What is the best popular diet? A research study published earlier this month in the Journal of the American Medical Association (JAMA) compared four popular diets: Atkins, LEARN, Ornish, and Zone. Overweight and obese women were randomly assigned to one of the four diets and followed for one year. According to this study, women had modest weight loss with each diet although women on the Atkins diet lost slightly more weight. Whether this difference would remain if the study was longer is unknown.
Another similar study published in JAMA in 2005 compared the Atkins, Ornish, Weight Watchers, and Zone diets. This study showed that overweight or obese people had comparable modest weight loss with all four diets.
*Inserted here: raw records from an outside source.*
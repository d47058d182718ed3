//! UAC/UAS handler façade, media session lifecycle, SDP negotiation, and
//! the process-wide registry tying the stack together (spec §4.F/§4.G and
//! the glue layer: registry, configuration, and the top-level
//! `UserAgent`).

pub mod config;
pub mod error;
pub mod handler;
pub mod media_session;
pub mod negotiation;
pub mod port_allocator;
pub mod registry;
pub mod user_agent;

pub use config::Config;
pub use error::{Error, Result};
pub use handler::{DefaultUacHandler, DefaultUasHandler, UacAckAction, UacHandler, UacRedirectAction, UasAction, UasHandler};
pub use media_session::{MediaSession, MediaState, Role};
pub use registry::MediaRegistry;
pub use user_agent::UserAgent;
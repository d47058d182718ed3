//! Pipeline orchestration (spec §4.G): wires source → chunker → encoder →
//! payloader → pacer → socket for the outbound leg, and socket →
//! depayloader → decoder → sink for the inbound leg, one task per
//! direction. `PipelineFactory` is the seam a session builds a pipeline
//! through without naming the concrete stage types itself — "the
//! controller is polymorphic over {selected codec, source, sink}".

use std::sync::Arc;
use std::time::Duration;

use rtp_core::{PayloadType, RtpSocket};
use tokio::task::JoinHandle;
use tracing::{debug, warn};

use crate::chunker::Chunker;
use crate::codec;
use crate::payloader::Payloader;
use crate::pacer::Pacer;
use crate::sink::AudioSink;
use crate::source::AudioSource;

const FRAME_DURATION: Duration = Duration::from_millis(20);

/// The two running legs of one media session's pipeline. Dropping this (or
/// calling `stop`) aborts both tasks.
pub struct MediaPipeline {
    outbound: JoinHandle<()>,
    inbound: JoinHandle<()>,
}

impl MediaPipeline {
    pub fn stop(self) {
        self.outbound.abort();
        self.inbound.abort();
    }
}

/// Builds and spawns both legs of a pipeline for one negotiated codec.
/// Grounded on spec §4.G's stage list; the `PipelineFactory` seam is this
/// free function rather than a trait object, since this workspace has
/// exactly one concrete pipeline shape and no plugin point beyond codec
/// selection (which `codec::build` already supplies).
pub fn spawn(socket: Arc<RtpSocket>, payload_type: PayloadType, source: Box<dyn AudioSource>, sink: Box<dyn AudioSink>) -> crate::error::Result<MediaPipeline> {
    let outbound = spawn_outbound(socket.clone(), payload_type, source)?;
    let inbound = spawn_inbound(socket, payload_type, sink)?;
    Ok(MediaPipeline { outbound, inbound })
}

fn spawn_outbound(socket: Arc<RtpSocket>, payload_type: PayloadType, mut source: Box<dyn AudioSource>) -> crate::error::Result<JoinHandle<()>> {
    let mut codec = codec::build(payload_type)?;
    let frame_len = codec.frame_samples();
    let mut chunker = Chunker::new(frame_len, FRAME_DURATION);
    let mut payloader = Payloader::new(payload_type);
    let mut pacer = Pacer::new(FRAME_DURATION);

    Ok(tokio::spawn(async move {
        loop {
            pacer.wait_for_slot().await;
            let Some(raw) = source.next(frame_len) else {
                debug!("outbound source exhausted, stopping pipeline leg");
                break;
            };
            for frame in chunker.push(&raw) {
                let encoded = match codec.encode(&frame.samples) {
                    Ok(bytes) => bytes,
                    Err(e) => {
                        warn!(error = %e, "dropping frame, encode failed");
                        continue;
                    }
                };
                let packet = payloader.payload(encoded);
                if let Err(e) = socket.send(&packet).await {
                    warn!(error = %e, "dropping outbound RTP packet, send failed");
                }
            }
        }
    }))
}

fn spawn_inbound(socket: Arc<RtpSocket>, payload_type: PayloadType, mut sink: Box<dyn AudioSink>) -> crate::error::Result<JoinHandle<()>> {
    let mut codec = codec::build(payload_type)?;

    Ok(tokio::spawn(async move {
        let mut buf = [0u8; 1500];
        loop {
            match socket.recv(&mut buf).await {
                Ok(Some((packet, _from))) => {
                    if packet.payload_type != payload_type.number() {
                        warn!(got = packet.payload_type, want = payload_type.number(), "dropping packet, unexpected payload type");
                        continue;
                    }
                    match codec.decode(&packet.payload) {
                        Ok(samples) => sink.accept(&samples),
                        Err(e) => warn!(error = %e, "dropping packet, decode failed"),
                    }
                }
                Ok(None) => continue, // already logged by the socket layer
                Err(e) => {
                    warn!(error = %e, "inbound RTP socket error, stopping pipeline leg");
                    break;
                }
            }
        }
    }))
}

#[cfg(test)]
mod tests {
    use std::net::IpAddr;

    use super::*;
    use crate::sink::NullSink;
    use crate::source::SilenceSource;

    #[tokio::test]
    async fn pipeline_moves_silence_end_to_end() {
        let local: IpAddr = "127.0.0.1".parse().unwrap();
        let mut a = RtpSocket::bind(local, 0).await.unwrap();
        let b = RtpSocket::bind(local, 0).await.unwrap();
        a.set_remote(b.local_addr().unwrap());
        let mut b = b;
        b.set_remote(a.local_addr().unwrap());

        let pipeline = spawn(Arc::new(a), PayloadType::Pcma, Box::new(SilenceSource), Box::new(NullSink::default())).unwrap();

        tokio::time::sleep(Duration::from_millis(60)).await;
        pipeline.stop();

        // `b` was never wired into a pipeline here; this test only proves
        // the outbound leg runs without panicking under a real socket.
        drop(b);
    }
}
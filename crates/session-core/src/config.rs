//! `Config`: every option spec §6 "Configuration" names, read-only once a
//! `UserAgent` is built from it (spec §5: "Configuration: read-only after
//! startup"). Mirrors the teacher's `unified.rs` config-with-builder
//! pattern (`rvoip-dialog-core::config`).

use std::net::IpAddr;

use rtp_core::PayloadType;
use serde::{Deserialize, Serialize};

#[derive(Debug, Clone, Serialize, Deserialize)]
pub struct TransportOptions {
    pub listen_addr: IpAddr,
    pub listen_port: u16,
    pub exposed_addr: Option<IpAddr>,
    pub exposed_port: Option<u16>,
    pub max_burst: usize,
    pub sip_trace: bool,
}

impl Default for TransportOptions {
    fn default() -> Self {
        TransportOptions { listen_addr: "0.0.0.0".parse().unwrap(), listen_port: 0, exposed_addr: None, exposed_port: None, max_burst: 10, sip_trace: false }
    }
}

/// `check_scheme`/`to_tag` are left as enums rather than arbitrary
/// predicates/strings; the teacher's own config layer resolves this the
/// same way for anything that would otherwise require boxing a closure
/// into a `Deserialize`d config.
#[derive(Debug, Clone, Copy, PartialEq, Eq, Serialize, Deserialize)]
pub enum ToTagPolicy {
    Auto,
}

#[derive(Debug, Clone, Serialize, Deserialize)]
pub struct UasOptions {
    pub accepted_schemes: Vec<String>,
    pub to_tag: ToTagPolicy,
    pub min_se: u32,
    pub max_forwards: u8,
}

impl Default for UasOptions {
    fn default() -> Self {
        UasOptions { accepted_schemes: vec!["sip".into(), "sips".into(), "tel".into()], to_tag: ToTagPolicy::Auto, min_se: 90, max_forwards: 70 }
    }
}

#[derive(Debug, Clone, Copy, PartialEq, Eq, Serialize, Deserialize)]
pub enum AudioSourceKind {
    File,
    Device,
    Silence,
}

#[derive(Debug, Clone, Copy, PartialEq, Eq, Serialize, Deserialize)]
pub enum AudioSinkKind {
    None,
    Device,
    File,
}

#[derive(Debug, Clone, Serialize, Deserialize)]
pub struct MediaOptions {
    pub audio_source: AudioSourceKind,
    pub audio_sink: AudioSinkKind,
    pub audio_file: Option<String>,
    pub output_file: Option<String>,
    pub input_device_id: Option<String>,
    pub output_device_id: Option<String>,
    #[serde(skip, default = "default_codec_preference")]
    pub supported_codecs: Vec<PayloadType>,
    pub rtp_port_range: (u16, u16),
    pub max_port_attempts: u32,
}

fn default_codec_preference() -> Vec<PayloadType> {
    media_core::codec::DEFAULT_PREFERENCE.to_vec()
}

impl Default for MediaOptions {
    fn default() -> Self {
        MediaOptions {
            audio_source: AudioSourceKind::Silence,
            audio_sink: AudioSinkKind::None,
            audio_file: None,
            output_file: None,
            input_device_id: None,
            output_device_id: None,
            supported_codecs: default_codec_preference(),
            rtp_port_range: (16384, 32768),
            max_port_attempts: 100,
        }
    }
}

#[derive(Debug, Clone, Serialize, Deserialize, Default)]
pub struct Config {
    pub transport: TransportOptions,
    pub allowed_methods: Vec<String>,
    pub uas_options: UasOptions,
    pub log_transactions: bool,
    pub media: MediaOptions,
}

impl Config {
    pub fn new() -> Self {
        Config { allowed_methods: default_allowed_methods(), ..Default::default() }
    }

    pub fn with_listen_port(mut self, port: u16) -> Self {
        self.transport.listen_port = port;
        self
    }

    pub fn with_listen_addr(mut self, addr: IpAddr) -> Self {
        self.transport.listen_addr = addr;
        self
    }

    pub fn with_supported_codecs(mut self, codecs: Vec<PayloadType>) -> Self {
        self.media.supported_codecs = codecs;
        self
    }

    pub fn with_sip_trace(mut self, enabled: bool) -> Self {
        self.transport.sip_trace = enabled;
        self
    }

    pub fn allows_method(&self, method: &str) -> bool {
        self.allowed_methods.iter().any(|m| m.eq_ignore_ascii_case(method))
    }
}

fn default_allowed_methods() -> Vec<String> {
    ["INVITE", "ACK", "BYE", "CANCEL", "OPTIONS", "INFO", "REGISTER", "SUBSCRIBE", "NOTIFY", "PUBLISH", "MESSAGE", "UPDATE", "PRACK"]
        .iter()
        .map(|s| s.to_string())
        .collect()
}

#[cfg(test)]
mod tests {
    use super::*;

    #[test]
    fn default_config_allows_the_spec_method_set() {
        let config = Config::new();
        assert!(config.allows_method("INVITE"));
        assert!(config.allows_method("bye"));
        assert!(!config.allows_method("PURGE"));
    }

    #[test]
    fn builder_methods_override_defaults() {
        let config = Config::new().with_listen_port(5060).with_supported_codecs(vec![PayloadType::Pcma]);
        assert_eq!(config.transport.listen_port, 5060);
        assert_eq!(config.media.supported_codecs, vec![PayloadType::Pcma]);
    }
}
//! UAC/UAS handler capability traits (spec §4.F). Default implementations
//! return 501/log-and-continue so callers only override what they need,
//! the same shape as the teacher's `rvoip-session-core` callback traits.

use async_trait::async_trait;
use sip_types::header::Header;
use sip_types::message::{Request, Response};
use sip_types::status::StatusCode;

/// What a UAS handler wants the façade to do with one request.
pub enum UasAction {
    Respond { status: StatusCode, reason: Option<String>, headers: Vec<Header>, body: Vec<u8> },
    Proxy { uri: sip_types::uri::Uri },
    NoReply,
    Stop { reason: String },
}

impl UasAction {
    pub fn respond(status: StatusCode) -> Self {
        UasAction::Respond { status, reason: None, headers: Vec::new(), body: Vec::new() }
    }

    /// A 3xx with a Contact, the only header a handler routinely needs to
    /// attach by hand (spec §4.F "it follows 3xx when the handler returns
    /// `follow_redirect` and a Contact is present").
    pub fn redirect(status: StatusCode, contact: sip_types::uri::Uri) -> Self {
        UasAction::Respond {
            status,
            reason: None,
            headers: vec![Header::Contact(sip_types::headers::NamedAddress::new(None, contact))],
            body: Vec::new(),
        }
    }
}

/// What a UAC handler wants the façade to do after a 2xx to INVITE.
pub enum UacAckAction {
    /// Façade sends the default ACK (RFC 3261 §13.2.2.4).
    Default,
    SendAck { body: Vec<u8> },
}

/// What a UAC handler wants the façade to do with a 3xx to INVITE.
pub enum UacRedirectAction {
    /// Treat the redirect as a failed call (default).
    Ignore,
    /// Place a fresh call to the response's Contact URI. No-op if the
    /// response carries no Contact.
    FollowRedirect,
}

/// Per-method UAS callbacks (spec §4.F). Default: 501 Not Implemented for
/// every dialog-creating/standalone method, matching RFC 3261 §8.2.1's
/// instruction for unrecognized methods.
#[async_trait]
pub trait UasHandler: Send + Sync {
    async fn handle_invite(&self, _request: &Request) -> UasAction {
        UasAction::respond(StatusCode::NOT_IMPLEMENTED)
    }
    async fn handle_ack(&self, _request: &Request) -> UasAction {
        UasAction::NoReply
    }
    async fn handle_bye(&self, _request: &Request) -> UasAction {
        UasAction::respond(StatusCode::OK)
    }
    async fn handle_cancel(&self, _request: &Request) -> UasAction {
        UasAction::respond(StatusCode::OK)
    }
    async fn handle_options(&self, _request: &Request) -> UasAction {
        UasAction::respond(StatusCode::OK)
    }
    async fn handle_register(&self, _request: &Request) -> UasAction {
        UasAction::respond(StatusCode::NOT_IMPLEMENTED)
    }
    async fn handle_subscribe(&self, _request: &Request) -> UasAction {
        UasAction::respond(StatusCode::NOT_IMPLEMENTED)
    }
    async fn handle_notify(&self, _request: &Request) -> UasAction {
        UasAction::respond(StatusCode::NOT_IMPLEMENTED)
    }
    async fn handle_publish(&self, _request: &Request) -> UasAction {
        UasAction::respond(StatusCode::NOT_IMPLEMENTED)
    }
    async fn handle_message(&self, _request: &Request) -> UasAction {
        UasAction::respond(StatusCode::NOT_IMPLEMENTED)
    }
    async fn handle_info(&self, _request: &Request) -> UasAction {
        UasAction::respond(StatusCode::NOT_IMPLEMENTED)
    }

    /// INVITE server-transaction state callbacks, fired for observability
    /// only; they cannot veto the transaction's own state machine.
    async fn trying(&self, _request: &Request) {}
    async fn proceeding(&self, _request: &Request) {}
    async fn completed(&self, _request: &Request, _response: &Response) {}
}

/// Default UAS handler: logs and returns 501/ACK-noreply for everything.
/// Equivalent to the teacher's "handlers only override what they need."
pub struct DefaultUasHandler;

#[async_trait]
impl UasHandler for DefaultUasHandler {}

/// Status-class-bucketed UAC callbacks (spec §4.F).
#[async_trait]
pub trait UacHandler: Send + Sync {
    async fn handle_provisional(&self, _response: &Response) {}
    async fn handle_success(&self, _response: &Response) -> UacAckAction {
        UacAckAction::Default
    }
    async fn handle_redirect(&self, _response: &Response) -> UacRedirectAction {
        UacRedirectAction::Ignore
    }
    async fn handle_client_error(&self, _response: &Response) {}
    async fn handle_server_error(&self, _response: &Response) {}
    async fn handle_global_failure(&self, _response: &Response) {}
    async fn handle_error(&self, _reason: &str) {}
    async fn handle_call_established(&self, _response: &Response) {}
    async fn handle_call_ended(&self, _reason: &str) {}
}

pub struct DefaultUacHandler;

#[async_trait]
impl UacHandler for DefaultUacHandler {}
//! The unified façade error (spec §7): wraps every lower layer's error via
//! `#[from]`, the way the teacher's `rvoip-dialog-core::api::errors` wraps
//! `sip-core`/`sip-transport` errors for its own public surface.

use thiserror::Error;

pub type Result<T> = std::result::Result<T, Error>;

#[derive(Error, Debug)]
pub enum Error {
    #[error(transparent)]
    Transport(#[from] sip_transport::Error),

    #[error(transparent)]
    Transaction(#[from] sip_transaction::Error),

    #[error(transparent)]
    Dialog(#[from] sip_dialog::Error),

    #[error(transparent)]
    Media(#[from] media_core::Error),

    #[error(transparent)]
    Rtp(#[from] rtp_core::Error),

    #[error("no media session registered for dialog {0:?}")]
    NoMediaSession(sip_types::dialog_id::DialogKey),

    #[error("media session is in state {state:?}, operation requires {expected:?}")]
    WrongMediaState { state: crate::media_session::MediaState, expected: crate::media_session::MediaState },

    #[error("sdp parse error: {0}")]
    SdpParse(#[from] sip_parse::error::Error),
}
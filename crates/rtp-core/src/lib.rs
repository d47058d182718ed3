//! RFC 3550 RTP: the fixed-header packet codec, a bidirectional UDP
//! endpoint, and the static/dynamic payload type table (spec §4.G RTP
//! payloader / UDP endpoint, §6 Wire protocol: RTP).

pub mod error;
pub mod packet;
pub mod payload;
pub mod socket;

pub use error::{Error, Result};
pub use packet::{RtpPacket, RtpTimestamp, SequenceNumber, Ssrc};
pub use payload::PayloadType;
pub use socket::RtpSocket;
//! RFC 3261 §17 transaction layer: the four client/server state machines,
//! their timers, and the registry that matches inbound messages to a live
//! transaction (spec §4.D).

pub mod error;
pub mod event;
pub mod key;
pub mod manager;
pub mod state;
pub mod timer;
pub mod transaction;

pub use error::{Error, Result};
pub use event::TransactionEvent;
pub use key::TransactionKey;
pub use manager::TransactionManager;
pub use state::{Kind, Role, State};
pub use timer::TimerName;
pub use transaction::{Effect, Transaction};
//! The UDP transport (spec §4.C).

use std::net::SocketAddr;
use std::sync::atomic::{AtomicU16, Ordering};
use std::sync::Arc;

use tokio::net::UdpSocket;
use tracing::{debug, trace, warn};

use sip_parse::message::{parse_datagram, serialize, DEFAULT_MTU_GUARD};
use sip_types::message::{Direction, Message, Request, Response, Source, TransportKind};
use sip_types::param::Param;
use sip_types::uri::{Host, Uri};

use crate::config::TransportConfig;
use crate::error::{Error, Result};
use crate::handler::TransportHandler;
use crate::rewrite::rewrite_top_via;

/// One UDP socket, the burst-draining receive loop, and the outbound path
/// (spec §4.C). `port = 0` in the config requests an ephemeral port, whose
/// assigned value is reported back through [`UdpTransport::local_uri`].
pub struct UdpTransport {
    socket: Arc<UdpSocket>,
    local_addr: SocketAddr,
    config: TransportConfig,
    assigned_port: AtomicU16,
}

impl UdpTransport {
    pub async fn bind(config: TransportConfig, handler: Arc<dyn TransportHandler>) -> Result<Arc<Self>> {
        let transport = Self::bind_unstarted(config).await?;
        transport.clone().start(handler);
        Ok(transport)
    }

    /// Binds the socket without starting the receive loop. Lets a caller
    /// whose dispatch target is itself built from the transport (the
    /// transaction manager needs an `Arc<UdpTransport>` before it can serve
    /// as a `TransportHandler`) construct both halves before wiring them
    /// together with [`UdpTransport::start`].
    pub async fn bind_unstarted(config: TransportConfig) -> Result<Arc<Self>> {
        let bind_addr = SocketAddr::new(config.listen_addr, config.listen_port);
        let socket = UdpSocket::bind(bind_addr).await.map_err(|e| match e.kind() {
            std::io::ErrorKind::AddrInUse => Error::AddressInUse(bind_addr),
            _ => Error::Io(e),
        })?;
        let local_addr = socket.local_addr()?;
        debug!(%local_addr, "SIP UDP transport bound");

        Ok(Arc::new(UdpTransport {
            socket: Arc::new(socket),
            local_addr,
            assigned_port: AtomicU16::new(local_addr.port()),
            config,
        }))
    }

    /// Starts the burst-draining receive loop, dispatching to `handler`.
    /// Must be called exactly once per transport.
    pub fn start(self: Arc<Self>, handler: Arc<dyn TransportHandler>) {
        self.spawn_receive_loop(handler);
    }

    fn spawn_receive_loop(self: Arc<Self>, handler: Arc<dyn TransportHandler>) {
        let max_burst = self.config.max_burst.max(1);
        let sip_trace = self.config.sip_trace;
        tokio::spawn(async move {
            let mut buf = vec![0u8; 65_535];
            loop {
                match self.socket.recv_from(&mut buf).await {
                    Ok((len, remote)) => {
                        self.handle_datagram(&buf[..len], remote, sip_trace, &handler).await;
                        // Drain any further datagrams already queued without
                        // blocking, up to the configured burst cap.
                        let mut drained = 1;
                        while drained < max_burst {
                            match self.socket.try_recv_from(&mut buf) {
                                Ok((n, from)) => {
                                    self.handle_datagram(&buf[..n], from, sip_trace, &handler).await;
                                    drained += 1;
                                }
                                Err(_) => break,
                            }
                        }
                    }
                    Err(e) => {
                        warn!(error = %e, "UDP recv failed");
                    }
                }
            }
        });
    }

    async fn handle_datagram(&self, bytes: &[u8], remote: SocketAddr, sip_trace: bool, handler: &Arc<dyn TransportHandler>) {
        if sip_trace {
            trace!(bytes = %String::from_utf8_lossy(bytes), %remote, "sip_trace inbound");
        }
        let message = match parse_datagram(bytes) {
            Ok(m) => m,
            Err(e) => {
                warn!(error = %e, %remote, "dropping unparsable datagram");
                return;
            }
        };
        let source = Source { local: self.local_addr, remote, transport: TransportKind::Udp, source_id: None };
        match message {
            Message::Request(mut request) => {
                rewrite_top_via(&mut request, remote);
                request.source = Some(source);
                request.direction = Direction::Incoming;
                handler.transp_request(request).await;
            }
            Message::Response(mut response) => {
                response.source = Some(source);
                response.direction = Direction::Incoming;
                handler.transp_response(response).await;
            }
        }
    }

    fn guard_mtu(bytes: &[u8]) -> Result<()> {
        if bytes.len() > DEFAULT_MTU_GUARD {
            return Err(Error::MessageTooLarge { limit: DEFAULT_MTU_GUARD, actual: bytes.len() });
        }
        Ok(())
    }

    fn resolve_destination(uri: &Uri) -> Result<SocketAddr> {
        let port = uri.port.unwrap_or(5060);
        let ip = match &uri.host {
            Host::Ipv4(a) => std::net::IpAddr::V4(*a),
            Host::Ipv6(a) => std::net::IpAddr::V6(*a),
            Host::Hostname(h) => return Err(Error::InvalidDestination(format!("{}:{} (hostname resolution out of scope)", h, port))),
        };
        Ok(SocketAddr::new(ip, port))
    }

    /// Serializes and sends an outbound request to its request-URI, or to
    /// `next_hop` when the dialog/route layer supplies one (e.g. the first
    /// Route entry).
    pub async fn send_request(&self, request: &Request, next_hop: Option<SocketAddr>) -> Result<()> {
        let wire = serialize(&Message::Request(request.clone()));
        Self::guard_mtu(&wire)?;
        let destination = match next_hop {
            Some(addr) => addr,
            None => Self::resolve_destination(&request.uri)?,
        };
        self.socket.send_to(&wire, destination).await?;
        if self.config.sip_trace {
            trace!(%destination, "sip_trace outbound request");
        }
        Ok(())
    }

    pub async fn send_response(&self, response: &Response, destination: SocketAddr) -> Result<()> {
        let wire = serialize(&Message::Response(response.clone()));
        Self::guard_mtu(&wire)?;
        self.socket.send_to(&wire, destination).await?;
        if self.config.sip_trace {
            trace!(%destination, "sip_trace outbound response");
        }
        Ok(())
    }

    /// The contact-able `sip:` URI for this transport, with its actually
    /// bound (possibly ephemeral) port (spec §4.C `local_uri()`).
    pub fn local_uri(&self) -> Uri {
        let host = self
            .config
            .exposed_addr
            .unwrap_or(self.local_addr.ip());
        let port = self.config.exposed_port.unwrap_or(self.assigned_port.load(Ordering::Relaxed));
        Uri::sip(host.to_string()).with_port(port).with_parameter(Param::new("transport", Some("udp".into())))
    }

    pub fn local_addr(&self) -> SocketAddr {
        self.local_addr
    }
}
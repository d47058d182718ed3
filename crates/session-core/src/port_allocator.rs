//! RTP port allocator (spec §4.G: "allocate a local UDP port ... by
//! probe-open-close"; §5: "stateless — each allocation is an independent
//! probe against the OS; no shared counter needed"; §8 scenario 6: "retry
//! up to `max_port_attempts`, then fall back to one final random choice").

use std::net::IpAddr;

use rand::Rng;
use rtp_core::RtpSocket;
use tracing::warn;

use crate::error::{Error, Result};

/// Binds a socket at a random port inside `range`, retrying up to
/// `max_attempts` times on bind failure (port already in use), then making
/// one final attempt at an OS-assigned ephemeral port before giving up.
pub async fn allocate(local_addr: IpAddr, range: (u16, u16), max_attempts: u32) -> Result<RtpSocket> {
    let (low, high) = range;
    for attempt in 0..max_attempts {
        let candidate = rand::thread_rng().gen_range(low..high);
        match RtpSocket::bind(local_addr, candidate).await {
            Ok(socket) => return Ok(socket),
            Err(e) => {
                warn!(attempt, port = candidate, error = %e, "RTP port probe failed, retrying");
            }
        }
    }
    // Fallback: let the OS pick, per spec §8 scenario 6.
    RtpSocket::bind(local_addr, 0).await.map_err(|_| Error::Media(media_core::Error::PortAllocationFailed { attempts: max_attempts }))
}
//! The static/dynamic payload type table spec.md §4.G and §6 name: PCMU (0),
//! PCMA (8), and dynamic Opus (111).

/// One entry in the supported payload type table.
#[derive(Debug, Clone, Copy, PartialEq, Eq)]
pub enum PayloadType {
    Pcmu,
    Pcma,
    Opus,
}

impl PayloadType {
    /// The numeric RTP payload type carried in the packet header.
    pub const fn number(self) -> u8 {
        match self {
            PayloadType::Pcmu => 0,
            PayloadType::Pcma => 8,
            PayloadType::Opus => 111,
        }
    }

    pub const fn clock_rate(self) -> u32 {
        match self {
            PayloadType::Pcmu | PayloadType::Pcma => 8_000,
            PayloadType::Opus => 48_000,
        }
    }

    pub const fn channels(self) -> u8 {
        match self {
            PayloadType::Pcmu | PayloadType::Pcma => 1,
            PayloadType::Opus => 2,
        }
    }

    /// Samples per 20 ms frame at this payload's clock rate (spec §4.G:
    /// 160 for G.711, 960 for Opus).
    pub const fn samples_per_20ms(self) -> u32 {
        self.clock_rate() / 50
    }

    pub const fn rtpmap_encoding(self) -> &'static str {
        match self {
            PayloadType::Pcmu => "PCMU",
            PayloadType::Pcma => "PCMA",
            PayloadType::Opus => "opus",
        }
    }

    pub fn from_number(n: u8) -> Option<Self> {
        match n {
            0 => Some(PayloadType::Pcmu),
            8 => Some(PayloadType::Pcma),
            111 => Some(PayloadType::Opus),
            _ => None,
        }
    }
}

#[cfg(test)]
mod tests {
    use super::*;

    #[test]
    fn g711_frame_is_160_samples() {
        assert_eq!(PayloadType::Pcma.samples_per_20ms(), 160);
        assert_eq!(PayloadType::Pcmu.samples_per_20ms(), 160);
    }

    #[test]
    fn opus_frame_is_960_samples() {
        assert_eq!(PayloadType::Opus.samples_per_20ms(), 960);
    }

    #[test]
    fn number_round_trips() {
        for pt in [PayloadType::Pcmu, PayloadType::Pcma, PayloadType::Opus] {
            assert_eq!(PayloadType::from_number(pt.number()), Some(pt));
        }
    }
}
The closer that people stuck to the diet, the greater the weight loss.
In both studies, all four diets are associated with reduced cardiac risk factors although the Atkins diet showed greater reductions in the study published this year. An important point of this study is that the Atkins diet may not be as dangerous as people have thought. The authors of both studies note, however, that over time, people become less compliant with the diets.
How can you actually apply the information from studies that seem to be contradictory or confusing? The key is to remember that study results should be reproducible. Therefore, if different researchers find similar results, then the results are probably true.
Based on these two studies and several others, certain themes keep emerging. First, if you are trying to lose weight, you need to consume fewer calories than you are burning. Whether the calories you cut out are from fat, protein, or carbohydrate, you can lose weight. Second, if you can stick to the diet you choose, you will lose more weight. Keep in mind that many diets are very restrictive which can make them difficult to continue long-term. Many people regain the weight they lost when they stop the diet.
Making healthy dietary changes that you can maintain is essential for keeping a healthy weight and preventing chronic diseases. For example, eating at least five servings of fruits and vegetables per day will give your body fiber, vitamins, minerals, and antioxidants that will reduce your risk for heart disease and cancer. Eating whole grain foods like brown rice or whole wheat bread rather than foods made with refined carbohydrates like chips, cookies, and white rice or bread will reduce your risk for diabetes. Including fish and nuts in your diet and using olive oil instead of butter or cream will provide healthy fats that are cardioprotective. Drinking water instead of juice or soda will reduce unneeded calories.